They talked among themselves for the next thirty minutes, arguing and snapping and snarling at one another. Nester sipped at his coffee, which tasted like his running shoes smelled.
“Adam Wagoner promised Maddie Stern a meeting with Pete Sorenson,” Nester said when he finished the coffee.
“Adam Wagoner passed away,” the Security Chief said quietly. “That promise is not binding to the rest of us.”
“I'd rethink that if I were you. Maddie Stern is going to be thinking about it a lot. If there's nothing else, gentlemen, I'd like to get on the road and out of Washington before rush-hour traffic.”
Outside in the early morning air that was clear and fresh, Nester contributed to the day's pollution by lighting a cigarette. He wanted to kill someone or something at that moment.
As Nester headed for I-95 he wondered when the muckety-mucks would tell Maddie and her friend it would be at least three years before the case came to trial.

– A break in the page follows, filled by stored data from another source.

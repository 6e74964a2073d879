//! Annotation emission.
//!
//! An [`AnnotationAppender`] writes [`AnnotationDescription`]s into the
//! annotation sink of a type, method, method parameter or field. Whether an
//! annotation is written at all, and whether it is marked visible, follows from
//! its retention. Member values are checked before any writer is opened, so an
//! unreadable value never leaves a half-written annotation behind.

use super::error::AnnotationError;
use crate::description::annotation::{AnnotationDescription, AnnotationValue, RetentionPolicy};

/// How an annotation is represented in the class file
#[derive(Debug, Clone, Copy, PartialEq, Eq, Hash)]
pub enum AnnotationVisibility {
    /// Written and visible at run time
    Runtime,
    /// Written but not visible at run time
    ClassFile,
    /// Never written
    Invisible,
}

impl AnnotationVisibility {
    pub fn of(annotation: &AnnotationDescription) -> Self {
        match annotation.retention() {
            None | Some(RetentionPolicy::Source) => AnnotationVisibility::Invisible,
            Some(RetentionPolicy::Class) => AnnotationVisibility::ClassFile,
            Some(RetentionPolicy::Runtime) => AnnotationVisibility::Runtime,
        }
    }

    pub fn is_visible(&self) -> bool {
        matches!(self, AnnotationVisibility::Runtime)
    }

    pub fn is_suppressed(&self) -> bool {
        matches!(self, AnnotationVisibility::Invisible)
    }
}

/// A constant element value
#[derive(Debug, Clone, PartialEq)]
pub enum ElementValue {
    Boolean(bool),
    Byte(i8),
    Char(u16),
    Short(i16),
    Int(i32),
    Long(i64),
    Float(f32),
    Double(f64),
    String(String),
    /// A class literal, by descriptor
    Type(String),
}

/// Writer of a single annotation or array element value.
///
/// `name` is `None` for array elements. Nested writers borrow their parent and
/// must be ended before the parent receives further values.
pub trait AnnotationVisitor {
    fn visit(&mut self, name: Option<&str>, value: ElementValue);

    fn visit_enum(&mut self, name: Option<&str>, descriptor: &str, constant: &str);

    fn visit_annotation(&mut self, name: Option<&str>, descriptor: &str) -> Box<dyn AnnotationVisitor + '_>;

    fn visit_array(&mut self, name: Option<&str>) -> Box<dyn AnnotationVisitor + '_>;

    fn visit_end(&mut self);
}

/// Sink of a type, method or field accepting annotations
pub trait AnnotatedSink {
    fn visit_annotation(&mut self, descriptor: &str, visible: bool) -> Box<dyn AnnotationVisitor + '_>;
}

/// Sink accepting annotations on the parameters of a method
pub trait ParameterAnnotatedSink {
    fn visit_parameter_annotation(
        &mut self,
        parameter: usize,
        descriptor: &str,
        visible: bool,
    ) -> Box<dyn AnnotationVisitor + '_>;
}

/// Where annotations are written to
pub enum AnnotationTarget<'a> {
    OnType(&'a mut dyn AnnotatedSink),
    OnMethod(&'a mut dyn AnnotatedSink),
    OnMethodParameter(&'a mut dyn ParameterAnnotatedSink, usize),
    OnField(&'a mut dyn AnnotatedSink),
}

impl AnnotationTarget<'_> {
    fn visit(&mut self, descriptor: &str, visible: bool) -> Box<dyn AnnotationVisitor + '_> {
        match self {
            AnnotationTarget::OnType(sink) | AnnotationTarget::OnMethod(sink) | AnnotationTarget::OnField(sink) => {
                sink.visit_annotation(descriptor, visible)
            }
            AnnotationTarget::OnMethodParameter(sink, parameter) => {
                sink.visit_parameter_annotation(*parameter, descriptor, visible)
            }
        }
    }
}

pub struct AnnotationAppender<'a> {
    target: AnnotationTarget<'a>,
}

impl<'a> AnnotationAppender<'a> {
    pub fn new(target: AnnotationTarget<'a>) -> Self {
        Self { target }
    }

    /// Append an annotation with the visibility implied by its retention
    pub fn append_retained(&mut self, annotation: &AnnotationDescription) -> Result<&mut Self, AnnotationError> {
        self.append(annotation, AnnotationVisibility::of(annotation))
    }

    pub fn append(
        &mut self,
        annotation: &AnnotationDescription,
        visibility: AnnotationVisibility,
    ) -> Result<&mut Self, AnnotationError> {
        if visibility.is_suppressed() {
            log::trace!("suppressing annotation {}", annotation.annotation_type());
            return Ok(self);
        }
        check_readable(annotation)?;
        let descriptor = annotation.annotation_type().descriptor();
        {
            let mut visitor = self.target.visit(&descriptor, visibility.is_visible());
            handle(visitor.as_mut(), annotation);
        }
        Ok(self)
    }
}

/// Fails on the first member, at any nesting depth, that could not be read
fn check_readable(annotation: &AnnotationDescription) -> Result<(), AnnotationError> {
    for member in annotation.members() {
        match &member.value {
            Ok(value) => check_value(value)?,
            Err(reason) => {
                return Err(AnnotationError::MetadataUnreadable {
                    annotation: annotation.annotation_type().name(),
                    member: member.name.clone(),
                    reason: reason.clone(),
                })
            }
        }
    }
    Ok(())
}

fn check_value(value: &AnnotationValue) -> Result<(), AnnotationError> {
    match value {
        AnnotationValue::Annotation(nested) => check_readable(nested),
        AnnotationValue::Array(values) => values.iter().try_for_each(check_value),
        _ => Ok(()),
    }
}

fn handle(visitor: &mut (dyn AnnotationVisitor + '_), annotation: &AnnotationDescription) {
    for member in annotation.members() {
        if let Ok(value) = &member.value {
            apply(visitor, Some(&member.name), value);
        }
    }
    visitor.visit_end();
}

fn apply(visitor: &mut (dyn AnnotationVisitor + '_), name: Option<&str>, value: &AnnotationValue) {
    match value {
        AnnotationValue::Annotation(nested) => {
            let descriptor = nested.annotation_type().descriptor();
            let mut child = visitor.visit_annotation(name, &descriptor);
            handle(child.as_mut(), nested);
        }
        AnnotationValue::Enum { enum_type, constant } => {
            visitor.visit_enum(name, &enum_type.descriptor(), constant);
        }
        AnnotationValue::Array(values) => {
            let mut array = visitor.visit_array(name);
            for element in values {
                apply(array.as_mut(), None, element);
            }
            array.visit_end();
        }
        AnnotationValue::Type(type_description) => {
            visitor.visit(name, ElementValue::Type(type_description.descriptor()));
        }
        AnnotationValue::Boolean(v) => visitor.visit(name, ElementValue::Boolean(*v)),
        AnnotationValue::Byte(v) => visitor.visit(name, ElementValue::Byte(*v)),
        AnnotationValue::Char(v) => visitor.visit(name, ElementValue::Char(*v)),
        AnnotationValue::Short(v) => visitor.visit(name, ElementValue::Short(*v)),
        AnnotationValue::Int(v) => visitor.visit(name, ElementValue::Int(*v)),
        AnnotationValue::Long(v) => visitor.visit(name, ElementValue::Long(*v)),
        AnnotationValue::Float(v) => visitor.visit(name, ElementValue::Float(*v)),
        AnnotationValue::Double(v) => visitor.visit(name, ElementValue::Double(*v)),
        AnnotationValue::String(v) => visitor.visit(name, ElementValue::String(v.clone())),
    }
}
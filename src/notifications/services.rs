use chrono::{Duration, NaiveDate};
use serde::Serialize;
use serde_json::json;
use tracing::{debug, error, info};

use crate::{
    budgets::{window_containing, BudgetProgress},
    debts,
    email::Mailer,
    goals::{self, GoalProgress},
    repos::{
        notifications::{BillCandidate, BudgetCandidate, DebtCandidate, GoalCandidate},
        DynNotificationRepo,
    },
    transactions::next_occurrence,
};

/// How many days ahead of a recurring expense its reminder goes out.
pub const BILL_REMINDER_DAYS: i64 = 3;

/// The number of emails of each kind a sweep sent.
#[derive(Clone, Copy, Debug, Default, Eq, PartialEq, Serialize)]
#[serde(rename_all = "camelCase")]
pub struct SweepReport {
    pub budget_alerts: usize,
    pub goal_reminders: usize,
    pub bill_reminders: usize,
    pub debt_reminders: usize,
}

#[derive(Clone)]
pub struct NotificationService {
    notification_repo: DynNotificationRepo,
    mailer: Mailer,
}

impl NotificationService {
    pub fn new(notification_repo: DynNotificationRepo, mailer: Mailer) -> Self {
        Self {
            notification_repo,
            mailer,
        }
    }

    /// Send every notification that is due on `today`.
    ///
    /// Each kind is handled independently, so a failure in one is logged and
    /// the others still go out. A notification whose email fails is not
    /// marked as sent and will be retried by the next sweep.
    pub async fn sweep(&self, today: NaiveDate) -> SweepReport {
        let report = SweepReport {
            budget_alerts: counted("budget alerts", self.budget_alerts(today).await),
            goal_reminders: counted("goal reminders", self.goal_reminders(today).await),
            bill_reminders: counted("bill reminders", self.bill_reminders(today).await),
            debt_reminders: counted("debt reminders", self.debt_reminders(today).await),
        };

        info!(?report, %today, "Finished notification sweep.");

        report
    }

    async fn budget_alerts(&self, today: NaiveDate) -> anyhow::Result<usize> {
        let mut sent = 0;

        for BudgetCandidate {
            budget,
            category_name,
            recipient,
        } in self.notification_repo.budget_candidates().await?
        {
            let window = window_containing(budget.period, budget.start_date, today);
            if budget.last_alerted_window == Some(window.start) {
                continue;
            }

            let spent = self
                .notification_repo
                .budget_spent(budget.owner_id, budget.category_id, window)
                .await?;
            let progress = BudgetProgress::new(budget, category_name, window, spent);
            if !progress.needs_alert() {
                continue;
            }

            let currency = &recipient.currency;
            let result = self
                .mailer
                .send(
                    &recipient.user_email,
                    format!(
                        "You've used {}% of your {} budget",
                        progress.percent_used, progress.category_name
                    ),
                    "emails/budget_alert.txt",
                    &json!({
                        "name": recipient.user_name,
                        "category": progress.category_name,
                        "period": progress.budget.period.as_str(),
                        "percent_used": progress.percent_used,
                        "budget": currency.display(progress.budget.amount),
                        "spent": currency.display(progress.spent),
                        "remaining": currency.display(progress.remaining),
                        "window_start": progress.window.start.to_string(),
                        "window_end": progress.window.last_day().to_string(),
                    }),
                )
                .await;

            if let Err(error) = result {
                error!(?error, budget_id = %progress.budget.id, "Failed to send budget alert.");
                continue;
            }

            self.notification_repo
                .mark_budget_alerted(progress.budget.id, window.start)
                .await?;
            sent += 1;
        }

        Ok(sent)
    }

    async fn goal_reminders(&self, today: NaiveDate) -> anyhow::Result<usize> {
        let mut sent = 0;

        for GoalCandidate { goal, recipient } in self.notification_repo.goal_candidates(today).await? {
            let days_left = match goals::reminder_due(&goal, today) {
                Some(days_left) => days_left,
                None => continue,
            };

            let progress = GoalProgress::new(goal, today);
            let currency = &recipient.currency;
            let result = self
                .mailer
                .send(
                    &recipient.user_email,
                    format!("Reminder about your goal \"{}\"", progress.goal.name),
                    "emails/goal_reminder.txt",
                    &json!({
                        "name": recipient.user_name,
                        "goal": progress.goal.name,
                        "days_left": days_left,
                        "target_date": progress.goal.target_date.to_string(),
                        "saved": currency.display(progress.goal.saved_amount),
                        "target": currency.display(progress.goal.target_amount),
                        "percent": progress.percent,
                        "required_monthly": progress
                            .required_monthly
                            .map(|amount| currency.display(amount)),
                    }),
                )
                .await;

            if let Err(error) = result {
                error!(?error, goal_id = %progress.goal.id, "Failed to send goal reminder.");
                continue;
            }

            self.notification_repo
                .mark_goal_reminded(progress.goal.id, today)
                .await?;
            sent += 1;
        }

        Ok(sent)
    }

    async fn bill_reminders(&self, today: NaiveDate) -> anyhow::Result<usize> {
        let horizon = today + Duration::days(BILL_REMINDER_DAYS);
        let mut sent = 0;

        for BillCandidate {
            transaction,
            last_reminded_on,
            account_name,
            recipient,
        } in self.notification_repo.bill_candidates(today).await?
        {
            let frequency = match transaction.recurrence {
                Some(frequency) => frequency,
                None => continue,
            };
            let due_date = match next_occurrence(
                transaction.date,
                frequency,
                transaction.recurrence_end_date,
                today,
            ) {
                Some(due_date) if due_date <= horizon => due_date,
                _ => continue,
            };
            if last_reminded_on == Some(due_date) {
                debug!(transaction_id = %transaction.id, %due_date, "Bill reminder already sent.");
                continue;
            }

            let result = self
                .mailer
                .send(
                    &recipient.user_email,
                    format!("\"{}\" is due on {}", transaction.description, due_date),
                    "emails/bill_reminder.txt",
                    &json!({
                        "name": recipient.user_name,
                        "description": transaction.description,
                        "amount": recipient.currency.display(transaction.amount),
                        "account": account_name,
                        "due_date": due_date.to_string(),
                    }),
                )
                .await;

            if let Err(error) = result {
                error!(?error, transaction_id = %transaction.id, "Failed to send bill reminder.");
                continue;
            }

            self.notification_repo
                .mark_bill_reminded(transaction.id, due_date)
                .await?;
            sent += 1;
        }

        Ok(sent)
    }

    async fn debt_reminders(&self, today: NaiveDate) -> anyhow::Result<usize> {
        let mut sent = 0;

        for DebtCandidate { debt, recipient } in self.notification_repo.debt_candidates(today).await? {
            if debts::reminder_due(&debt, today).is_none() {
                continue;
            }

            let result = self
                .mailer
                .send(
                    &recipient.user_email,
                    format!("Your debt with {} is due on {}", debt.lender, debt.due_date),
                    "emails/debt_reminder.txt",
                    &json!({
                        "name": recipient.user_name,
                        "lender": debt.lender,
                        "due_date": debt.due_date.to_string(),
                        "outstanding": recipient.currency.display(debt.outstanding()),
                    }),
                )
                .await;

            if let Err(error) = result {
                error!(?error, debt_id = %debt.id, "Failed to send debt reminder.");
                continue;
            }

            self.notification_repo
                .mark_debt_reminded(debt.id, today)
                .await?;
            sent += 1;
        }

        Ok(sent)
    }
}

fn counted(kind: &str, result: anyhow::Result<usize>) -> usize {
    match result {
        Ok(sent) => sent,
        Err(error) => {
            error!(?error, kind, "Failed to send notifications.");

            0
        }
    }
}
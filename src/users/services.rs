use semval::prelude::*;
use serde_json::json;
use tracing::{debug, error, info};
use uuid::Uuid;
use validator::Validate as _;

use crate::{
    currency::Currency,
    email::{EmailAddress, Mailer},
    passwords::Password,
    repos::{users::DEFAULT_ACCOUNT_NAME, DynUserRepo, UserPersistenceError},
    service_err::{ServiceError, ServiceResult},
};

use super::{
    password_errors, signup_errors, NewUser, NewUserData, PasswordChangeData, User,
    UserUpdateData,
};

#[derive(Clone)]
pub struct UserService {
    user_repo: DynUserRepo,
    mailer: Mailer,
}

impl From<UserPersistenceError> for ServiceError {
    fn from(error: UserPersistenceError) -> Self {
        match error {
            UserPersistenceError::DuplicateEmail(_) => {
                Self::Conflict("A user with that email address already exists.".to_owned())
            }
            UserPersistenceError::UnknownCurrency(code) => {
                Self::Invalid(format!("'{}' is not a supported currency.", code))
            }
            UserPersistenceError::Other(error) => Self::Other(error),
        }
    }
}

impl UserService {
    pub fn new(user_repo: DynUserRepo, mailer: Mailer) -> Self {
        Self { user_repo, mailer }
    }

    /// Register a new user along with their starter account and categories,
    /// then send a welcome email.
    ///
    /// A failure to send the email is logged but does not fail the signup.
    pub async fn register(&self, data: NewUserData) -> ServiceResult<User> {
        let new_user = NewUser::validated_from(data)
            .map_err(|(_, context)| ServiceError::InvalidData(signup_errors(context)))?;

        let password_hash = new_user.password().hash()?;
        let user = self
            .user_repo
            .persist_new_user(&new_user, &password_hash)
            .await?;

        info!(user_id = %user.id, "Registered new user.");

        if let Err(error) = self
            .mailer
            .send(
                &user.email,
                "Welcome to Expense Tracker",
                "emails/welcome.txt",
                &json!({ "name": user.name, "account": DEFAULT_ACCOUNT_NAME }),
            )
            .await
        {
            error!(?error, user_id = %user.id, "Failed to send welcome email.");
        }

        Ok(user)
    }

    /// Find the user with the given credentials.
    ///
    /// # Returns
    ///
    /// `None` if there is no such user or the password does not match.
    pub async fn authenticate(&self, email: &str, password: &str) -> ServiceResult<Option<User>> {
        let email = EmailAddress::unvalidated(email.to_owned()).normalized();

        let user = match self.user_repo.get_user_by_email(&email).await? {
            Some(user) => user,
            None => {
                debug!("No user with the provided email.");

                return Ok(None);
            }
        };

        if Password::unvalidated(password.to_owned()).matches_hash(&user.password)? {
            Ok(Some(user))
        } else {
            debug!(user_id = %user.id, "Password did not match.");

            Ok(None)
        }
    }

    pub async fn get_user(&self, user_id: Uuid) -> ServiceResult<User> {
        self.user_repo
            .get_user(user_id)
            .await?
            .ok_or(ServiceError::NotFound("User"))
    }

    pub async fn update_user(&self, user_id: Uuid, data: UserUpdateData) -> ServiceResult<User> {
        data.validate()?;

        Ok(self.user_repo.update_user(user_id, &data).await?)
    }

    pub async fn change_password(&self, user_id: Uuid, data: PasswordChangeData) -> ServiceResult<()> {
        let user = self.get_user(user_id).await?;

        if !Password::unvalidated(data.current_password).matches_hash(&user.password)? {
            return Err(ServiceError::Invalid(
                "The current password is incorrect.".to_owned(),
            ));
        }

        let new_password = Password::validated_from(data.new_password.as_str())
            .map_err(|(_, context)| password_errors("newPassword", context))?;

        self.user_repo
            .update_password(user_id, &new_password.hash()?)
            .await?;

        info!(%user_id, "Changed password.");

        Ok(())
    }

    /// The currency amounts are formatted in for a user.
    pub async fn currency_for(&self, user_id: Uuid) -> ServiceResult<Currency> {
        let user = self.get_user(user_id).await?;

        Ok(self
            .user_repo
            .get_currency(&user.currency)
            .await?
            .unwrap_or_else(Currency::usd))
    }
}

#[cfg(test)]
pub(crate) mod test {
    use std::sync::{Arc, Mutex};

    use anyhow::Result;
    use async_trait::async_trait;
    use chrono::Utc;

    use crate::{
        email::{clients::testing::RecordingMailer, Templates},
        repos::UserRepo,
    };

    use super::*;

    #[derive(Default)]
    pub(crate) struct FakeUserRepo {
        pub users: Mutex<Vec<User>>,
    }

    impl FakeUserRepo {
        pub(crate) fn with_user(name: &str, email: &str, password: &str) -> (Self, User) {
            let user = User {
                id: Uuid::new_v4(),
                name: name.to_owned(),
                email: email.to_owned(),
                password: Password::unvalidated(password.to_owned()).hash().unwrap(),
                currency: "USD".to_owned(),
                created_at: Utc::now(),
                updated_at: Utc::now(),
            };

            let repo = Self::default();
            repo.users.lock().unwrap().push(user.clone());

            (repo, user)
        }
    }

    #[async_trait]
    impl UserRepo for FakeUserRepo {
        async fn persist_new_user(
            &self,
            user: &NewUser,
            password_hash: &str,
        ) -> Result<User, UserPersistenceError> {
            let email = user.email().normalized();
            let mut users = self.users.lock().unwrap();
            if users.iter().any(|u| u.email == email) {
                return Err(UserPersistenceError::DuplicateEmail(email));
            }

            let saved = User {
                id: user.id(),
                name: user.name().to_owned(),
                email,
                password: password_hash.to_owned(),
                currency: user.currency().to_owned(),
                created_at: Utc::now(),
                updated_at: Utc::now(),
            };
            users.push(saved.clone());

            Ok(saved)
        }

        async fn get_user(&self, user_id: Uuid) -> Result<Option<User>> {
            Ok(self
                .users
                .lock()
                .unwrap()
                .iter()
                .find(|u| u.id == user_id)
                .cloned())
        }

        async fn get_user_by_email(&self, email: &str) -> Result<Option<User>> {
            Ok(self
                .users
                .lock()
                .unwrap()
                .iter()
                .find(|u| u.email == email)
                .cloned())
        }

        async fn update_user(
            &self,
            user_id: Uuid,
            data: &UserUpdateData,
        ) -> Result<User, UserPersistenceError> {
            let mut users = self.users.lock().unwrap();
            let user = users
                .iter_mut()
                .find(|u| u.id == user_id)
                .ok_or_else(|| anyhow::anyhow!("missing user"))?;
            user.name = data.name.clone();
            user.currency = data.currency.clone();

            Ok(user.clone())
        }

        async fn update_password(&self, user_id: Uuid, password_hash: &str) -> Result<()> {
            for user in self.users.lock().unwrap().iter_mut() {
                if user.id == user_id {
                    user.password = password_hash.to_owned();
                }
            }

            Ok(())
        }

        async fn get_currency(&self, code: &str) -> Result<Option<Currency>> {
            Ok((code == "USD").then(Currency::usd))
        }
    }

    fn service(repo: FakeUserRepo, mailer: Arc<RecordingMailer>) -> UserService {
        UserService::new(
            Arc::new(repo),
            Mailer::new(mailer, Templates::new("http://localhost").unwrap()),
        )
    }

    fn signup() -> NewUserData {
        NewUserData {
            name: "Sam".to_owned(),
            email: "sam@Example.com".to_owned(),
            password: "CorrectHorseBatteryStaple".to_owned(),
            currency: None,
        }
    }

    #[tokio::test]
    async fn register_sends_welcome_email() {
        let mailer = Arc::new(RecordingMailer::default());
        let service = service(FakeUserRepo::default(), mailer.clone());

        let user = service.register(signup()).await.unwrap();

        assert_eq!("sam@example.com", user.email);
        let messages = mailer.messages();
        assert_eq!(1, messages.len());
        assert_eq!("sam@example.com", messages[0].to);
        assert!(messages[0].text.contains("\"Cash\" account"));
    }

    #[tokio::test]
    async fn register_survives_mail_failure() {
        let service = service(
            FakeUserRepo::default(),
            Arc::new(RecordingMailer::failing()),
        );

        assert!(service.register(signup()).await.is_ok());
    }

    #[tokio::test]
    async fn register_duplicate_email_conflicts() {
        let service = service(FakeUserRepo::default(), Arc::default());
        service.register(signup()).await.unwrap();

        let result = service.register(signup()).await;

        assert!(matches!(result, Err(ServiceError::Conflict(_))));
    }

    #[tokio::test]
    async fn register_rejects_invalid_data() {
        let service = service(FakeUserRepo::default(), Arc::default());
        let mut data = signup();
        data.password = "short".to_owned();

        let result = service.register(data).await;

        match result {
            Err(ServiceError::InvalidData(errors)) => {
                assert!(errors.field_errors().contains_key("password"))
            }
            other => panic!("unexpected result: {:?}", other),
        }
    }

    #[tokio::test]
    async fn authenticate_checks_password() {
        let (repo, user) = FakeUserRepo::with_user("Sam", "sam@example.com", "hunter2hunter2");
        let service = service(repo, Arc::default());

        let found = service
            .authenticate("sam@EXAMPLE.com", "hunter2hunter2")
            .await
            .unwrap();
        assert_eq!(Some(user.id), found.map(|u| u.id));

        let wrong = service
            .authenticate("sam@example.com", "not-the-password")
            .await
            .unwrap();
        assert_eq!(None, wrong);
    }

    #[tokio::test]
    async fn change_password_requires_current_password() {
        let (repo, user) = FakeUserRepo::with_user("Sam", "sam@example.com", "hunter2hunter2");
        let service = service(repo, Arc::default());

        let result = service
            .change_password(
                user.id,
                PasswordChangeData {
                    current_password: "wrong-password".to_owned(),
                    new_password: "a-much-better-password".to_owned(),
                },
            )
            .await;
        assert!(matches!(result, Err(ServiceError::Invalid(_))));

        service
            .change_password(
                user.id,
                PasswordChangeData {
                    current_password: "hunter2hunter2".to_owned(),
                    new_password: "a-much-better-password".to_owned(),
                },
            )
            .await
            .unwrap();

        let found = service
            .authenticate("sam@example.com", "a-much-better-password")
            .await
            .unwrap();
        assert!(found.is_some());
    }
}
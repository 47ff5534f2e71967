//! A chat assistant that answers questions about the user's finances and
//! can record transactions by calling into the other services.

pub mod client;
pub mod http;
pub mod services;
mod tools;

use chrono::{DateTime, Utc};
use serde::{Deserialize, Serialize};
use uuid::Uuid;
use validator::Validate;

pub use tools::Toolbox;

/// Who wrote a message in a conversation.
#[derive(Clone, Copy, Debug, Eq, PartialEq, Serialize)]
#[serde(rename_all = "lowercase")]
pub enum Role {
    User,
    Assistant,
}

impl Role {
    pub fn as_str(&self) -> &'static str {
        match self {
            Self::User => "user",
            Self::Assistant => "assistant",
        }
    }
}

/// A saved message from a user's conversation with the assistant.
#[derive(Clone, Debug, PartialEq, Serialize, sqlx::FromRow)]
#[serde(rename_all = "camelCase")]
pub struct ConversationMessage {
    pub id: Uuid,
    pub role: String,
    pub content: String,
    pub created_at: DateTime<Utc>,
}

#[derive(Clone, Debug, Deserialize, Validate)]
pub struct ChatData {
    #[validate(length(min = 1, max = 4000))]
    pub message: String,
}

#[derive(Clone, Debug, PartialEq, Serialize)]
#[serde(rename_all = "camelCase")]
pub struct ChatReply {
    pub reply: String,
    /// The names of the tools the assistant used, in call order.
    pub tools_used: Vec<String>,
}
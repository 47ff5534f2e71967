//! Persistence for every resource.
//!
//! Each repository is a trait implemented for [`PostgresConnection`] and
//! held by services as a `Dyn*Repo` so tests can substitute in-memory
//! versions.
//!
//! [`PostgresConnection`]: crate::database::PostgresConnection

pub mod accounts;
pub mod analytics;
pub mod budgets;
pub mod categories;
pub mod conversations;
pub mod debts;
pub mod goals;
pub mod investments;
pub mod invitations;
pub mod notifications;
pub mod transactions;
pub mod users;

use sqlx::{Postgres, QueryBuilder};
use uuid::Uuid;

pub use accounts::{AccountRepo, DynAccountRepo};
pub use analytics::{AnalyticsRepo, DynAnalyticsRepo};
pub use budgets::{BudgetRepo, DynBudgetRepo};
pub use categories::{CategoryPersistenceError, CategoryRepo, DynCategoryRepo};
pub use conversations::{ConversationRepo, DynConversationRepo};
pub use debts::{DebtRepo, DynDebtRepo};
pub use goals::{DynGoalRepo, GoalRepo};
pub use investments::{DynInvestmentRepo, InvestmentRepo};
pub use invitations::{DynInvitationRepo, InvitationRepo};
pub use notifications::{DynNotificationRepo, NotificationRepo};
pub use transactions::{DynTransactionRepo, TransactionRepo};
pub use users::{DynUserRepo, UserPersistenceError, UserRepo};

/// IDs of the accounts a user owns or has joined, with the user bound as
/// `$1`.
pub(crate) const ACCESSIBLE_ACCOUNTS: &str = r#"
    SELECT id FROM account WHERE owner_id = $1
    UNION
    SELECT account_id FROM account_member WHERE user_id = $1
"#;

/// Push a parenthesized subquery selecting the accounts a user can access.
pub(crate) fn push_accessible_accounts(builder: &mut QueryBuilder<'_, Postgres>, user_id: Uuid) {
    builder
        .push("(SELECT id FROM account WHERE owner_id = ")
        .push_bind(user_id)
        .push(" UNION SELECT account_id FROM account_member WHERE user_id = ")
        .push_bind(user_id)
        .push(")");
}

pub(crate) fn is_unique_violation(error: &sqlx::Error) -> bool {
    match error {
        sqlx::Error::Database(db_error) => db_error.code().as_deref() == Some("23505"),
        _ => false,
    }
}
use axum::{
    extract::{Query, State},
    routing::get,
    Json, Router,
};
use chrono::{NaiveDate, Utc};
use serde::Deserialize;

use crate::{authentication::Session, http_err::ApiResponse, server::AppState};

use super::{services::AnalyticsService, CategoryTotal, MonthlyTotal, Summary};

pub fn routes() -> Router<AppState> {
    Router::new()
        .route("/analytics/summary", get(get_summary))
        .route("/analytics/monthly", get(get_monthly))
        .route("/analytics/categories", get(get_categories))
}

async fn get_summary(
    session: Session,
    State(analytics_service): State<AnalyticsService>,
) -> ApiResponse<Json<Summary>> {
    Ok(Json(analytics_service.summary(session.user_id()).await?))
}

#[derive(Deserialize)]
struct MonthlyParams {
    months: Option<u32>,
}

async fn get_monthly(
    session: Session,
    State(analytics_service): State<AnalyticsService>,
    Query(MonthlyParams { months }): Query<MonthlyParams>,
) -> ApiResponse<Json<Vec<MonthlyTotal>>> {
    Ok(Json(
        analytics_service
            .monthly(session.user_id(), Utc::now().date_naive(), months.unwrap_or(6))
            .await?,
    ))
}

#[derive(Deserialize)]
struct CategoryParams {
    from: Option<NaiveDate>,
    to: Option<NaiveDate>,
}

async fn get_categories(
    session: Session,
    State(analytics_service): State<AnalyticsService>,
    Query(CategoryParams { from, to }): Query<CategoryParams>,
) -> ApiResponse<Json<Vec<CategoryTotal>>> {
    Ok(Json(
        analytics_service
            .categories(session.user_id(), Utc::now().date_naive(), from, to)
            .await?,
    ))
}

Not for a year at least, and then it would go on a month-to-month basis. He consoled himself with the fact that both women were safe and they were together.
For the moment.
CHAPTER TWENTY
Pete dated the check September 4, 1983, scribbled an
amount, signed his name, and handed it to Simon Jakes. “Thanks for everything, Jakes. Have a nice weekend,” he said wearily.
“What are you going to do, Pete?”
“Well, I thought I'd drive up to Connecticut, meet with a new broker and see if I can move things along a little faster. I'm going to sublet the apartment to Annie, and I'll move into a new house. I have a few days to get things in order before I have to make another trip. Jesus, Jakes, I can't believe Maddie said . . . said she doesn't need me now. How could she say a thing like that?” Pete said brokenly. “Christ, I did everything I could think of. For days, I tried to get a line on that woman who sold Maddie her cat Tillie. Zip. Fucking zip. I was so sure that was the answer. She was in, then she was out, now she's back in. Maddie I mean. Annie said she sounded disgusted. What the hell does she want from me? Disgusted. Jesus.”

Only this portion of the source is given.